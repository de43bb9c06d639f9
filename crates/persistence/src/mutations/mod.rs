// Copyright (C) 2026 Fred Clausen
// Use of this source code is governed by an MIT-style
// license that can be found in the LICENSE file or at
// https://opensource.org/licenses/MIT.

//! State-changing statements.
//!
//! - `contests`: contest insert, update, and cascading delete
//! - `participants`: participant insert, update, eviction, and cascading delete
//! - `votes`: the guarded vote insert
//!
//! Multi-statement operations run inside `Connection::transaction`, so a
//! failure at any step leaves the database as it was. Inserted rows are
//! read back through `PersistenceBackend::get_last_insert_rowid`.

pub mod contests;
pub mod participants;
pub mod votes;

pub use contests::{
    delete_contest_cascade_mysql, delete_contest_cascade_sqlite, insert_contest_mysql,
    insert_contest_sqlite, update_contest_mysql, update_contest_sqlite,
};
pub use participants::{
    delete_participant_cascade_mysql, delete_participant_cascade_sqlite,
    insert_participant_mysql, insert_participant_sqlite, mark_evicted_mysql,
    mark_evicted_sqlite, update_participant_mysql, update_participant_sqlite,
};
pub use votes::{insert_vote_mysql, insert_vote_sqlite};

### [WHAT THE TASK ASKS]
Once you have read the listing, retype it in full, word for word.

### [WRITTEN RESPONSE]
repository de43bb9c06d639f9
filename crates/persistence/src/mutations/mod.rs
// Copyright (C) 2026 Fred Clausen
// Use of this source code is governed by an MIT-style
// license that can be found in the LICENSE file or at
// https://opensource.org/licenses/MIT.

//! State-changing statements.
//!
//! - `contests`: contest insert, update, and cascading delete
//! - `participants`: participant insert, update, eviction, and cascading delete
//! - `votes`: the guarded vote insert
//!
//! Multi-statement operations run inside `Connection::transaction`, so a
//! failure at any step leaves the database as it was. Inserted rows are
//! read back through `PersistenceBackend::get_last_insert_rowid`.

pub mod contests;
pub mod participants;
pub mod votes;

pub use contests::{
    delete_contest_cascade_mysql, delete_contest_cascade_sqlite, insert_contest_mysql,
    insert_contest_sqlite, update_contest_mysql, update_contest_sqlite,
};
pub use participants::{
    delete_participant_cascade_mysql, delete_participant_cascade_sqlite,
    insert_participant_mysql, insert_participant_sqlite, mark_evicted_mysql,
    mark_evicted_sqlite, update_participant_mysql, update_participant_sqlite,
};
pub use votes::{insert_vote_mysql, insert_vote_sqlite};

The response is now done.